Gizmodgery was recorded using only Mahaffey’s personally assembled arsenal of
vintage and modern toys. Playing everything from a Playschool Busy Guitar and
battery operated electronic drums to baby rattles, voice boxes ripped out of
stuffed animals and beeping bubble gum containers, Mahaffey has produced a
42-minute record melding rock, hip-hop, funk and soul that smacks of ingenuity.
Filling holes that ’80s toy band Pianosaurus would never have dreamed of,
Mahaffey wore his poor mixing boards down to their circuits beefing up the
ramshackle midrange chirps of these cheap toys and hammering them together for
a sound thick with beat. The result is a beautiful cacophony of reverberated
bleeps, whirrs, zaps, buzzes, claps, scratches, rings, wails and whistles.

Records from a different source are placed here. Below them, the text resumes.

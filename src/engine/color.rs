use serde::{Deserialize, Serialize};

/// The four group colors, in conventional difficulty order (yellow easiest,
/// purple hardest). Used as a stable key into [`crate::engine::Puzzle`].
#[derive(Copy, Clone, PartialEq, Eq, PartialOrd, Ord, Hash, Debug, Serialize, Deserialize)]
pub enum Color {
    Yellow,
    Green,
    Blue,
    Purple,
}

impl Color {
    pub const ALL: [Color; 4] = [Color::Yellow, Color::Green, Color::Blue, Color::Purple];

    pub const fn index(self) -> usize {
        match self {
            Color::Yellow => 0,
            Color::Green => 1,
            Color::Blue => 2,
            Color::Purple => 3,
        }
    }

    pub const fn as_str(self) -> &'static str {
        match self {
            Color::Yellow => "yellow",
            Color::Green => "green",
            Color::Blue => "blue",
            Color::Purple => "purple",
        }
    }
}

impl AsRef<str> for Color {
    fn as_ref(&self) -> &str {
        self.as_str()
    }
}

impl std::fmt::Display for Color {
    fn fmt(&self, f: &mut std::fmt::Formatter<'_>) -> std::fmt::Result {
        f.write_str(self.as_str())
    }
}
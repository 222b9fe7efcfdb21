//! Puzzle content and transcoding.
//!
//! A puzzle is four themed groups of four words. Puzzles travel between
//! pages as a compact URL-safe string: postcard bytes, gzip-compressed,
//! base64-encoded. Decoding reverses the pipeline and reports which stage
//! rejected the input.

use super::color::Color;
use base64::{engine::general_purpose::URL_SAFE, Engine as _};
use flate2::write::{GzDecoder, GzEncoder};
use flate2::Compression;
use serde::{Deserialize, Serialize};
use std::array;
use std::io::Write;
use thiserror::Error;

/// One themed set of four words.
#[derive(Serialize, Deserialize, Clone, Debug, PartialEq, Eq)]
pub struct WordGroup {
    theme: String,
    words: [String; 4],
}

impl WordGroup {
    pub fn new(theme: &str, words: [&str; 4]) -> Self {
        Self {
            theme: theme.to_owned(),
            words: array::from_fn(|i| words[i].to_owned()),
        }
    }

    pub fn theme(&self) -> &str {
        &self.theme
    }

    pub fn word(&self, index: usize) -> &str {
        &self.words[index]
    }

    pub fn words(&self) -> [&str; 4] {
        self.words.each_ref().map(String::as_str)
    }

    /// Comma-joined word list, as displayed in a collapsed theme row.
    pub fn joined(&self) -> String {
        self.words.join(", ")
    }
}

/// A full 4x4 puzzle, one group per [`Color`].
#[derive(Serialize, Deserialize, Clone, Debug, PartialEq, Eq)]
pub struct Puzzle {
    groups: [WordGroup; 4],
}

impl Puzzle {
    /// Builds a puzzle from four `(theme, words)` parts, in [`Color::ALL`]
    /// order.
    pub fn from_parts(parts: [(&str, [&str; 4]); 4]) -> Self {
        Self {
            groups: parts.map(|(theme, words)| WordGroup::new(theme, words)),
        }
    }

    pub fn group(&self, color: Color) -> &WordGroup {
        &self.groups[color.index()]
    }

    pub fn word(&self, id: CardId) -> &str {
        self.group(id.color()).word(id.word_index())
    }

    /// Serializes to a URL-safe code string.
    pub fn encode(&self) -> String {
        let bytes = postcard::to_allocvec(self).expect("puzzle serializes");
        let mut encoder = GzEncoder::new(Vec::new(), Compression::best());
        encoder.write_all(&bytes).expect("gzip into memory");
        let compressed = encoder.finish().expect("gzip into memory");
        URL_SAFE.encode(compressed)
    }

    /// Rebuilds a puzzle from a code produced by [`Puzzle::encode`].
    pub fn decode(code: &str) -> Result<Self, TranscodeError> {
        let compressed = URL_SAFE
            .decode(code)
            .map_err(|_| TranscodeError::Base64)?;
        let mut decoder = GzDecoder::new(Vec::new());
        decoder
            .write_all(&compressed)
            .map_err(|_| TranscodeError::Gzip)?;
        let bytes = decoder.finish().map_err(|_| TranscodeError::Gzip)?;
        postcard::from_bytes(&bytes).map_err(|_| TranscodeError::Postcard)
    }
}

impl Default for Puzzle {
    fn default() -> Self {
        Self::from_parts([
            ("Kinds of bread", ["rye", "pita", "naan", "brioche"]),
            ("Sea creatures", ["ray", "eel", "squid", "urchin"]),
            ("___ board", ["sound", "key", "surf", "chess"]),
            ("Hidden planets", ["mars", "saturn", "neptune", "mercury"]),
        ])
    }
}

/// Stage at which an incoming puzzle code was rejected.
#[derive(Debug, Error, PartialEq, Eq)]
pub enum TranscodeError {
    #[error("not valid base64")]
    Base64,
    #[error("not a gzip stream")]
    Gzip,
    #[error("not a serialized puzzle")]
    Postcard,
}

/// Identity of a single word slot: its group color plus the word's position
/// inside that group. Stable across shuffles.
#[derive(Copy, Clone, PartialEq, Eq, PartialOrd, Ord, Hash, Debug)]
pub struct CardId {
    color: Color,
    word: u8,
}

impl CardId {
    pub const fn color(self) -> Color {
        self.color
    }

    pub const fn word_index(self) -> usize {
        self.word as usize
    }

    /// The 16 card identities in canonical order, one group after another.
    pub fn deck() -> [CardId; 16] {
        array::from_fn(|i| CardId {
            color: Color::ALL[i / 4],
            word: (i % 4) as u8,
        })
    }
}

From beginning to end the effort is a donkey ride of youthful fun. Mahaffey’s
use of samples from Queen, E.L.O, Danzig, and Lenny Kravitz highlight the album’s
most coaxing track, “Trunk Fulla Amps.” “Pattycake,” adorned in a veritable
baby-blue polyester suit and laid on top of a slick dance beat with hand claps,
takes us back 20 years for four minutes of old school flavor. With layered vocal
harmonies reminiscent of the Jackson 5, Mahaffey and crew sing the praises of
the past: “I’m talkin’ bout a time / When a dime bag was a dime.” Humor slices
through the heavy toy guitar riffs on “Hi, My Name’s Cindy,” a diatribe on the
perils of dating: “Ummm. My name’s Cindy/and I’m your blind date/and I’m really
blind.”
The creative apex of the record is a cover of the Doobie Brothers 1979 hit “What
a Fool Believes.” The toy organ dances and Mahaffey’s sugary vocals manage to pour
out as smoothly as those on the original. It’s the way Michael McDonald and company
would have done it if they’d have been hopped up on Fruit Loops and had a stack
Toys R Us gift certificates to burn.
Gizmodgery is playful genius: colorful, never gaudy, and it flashes just enough
kitsch to stick in anyone’s head.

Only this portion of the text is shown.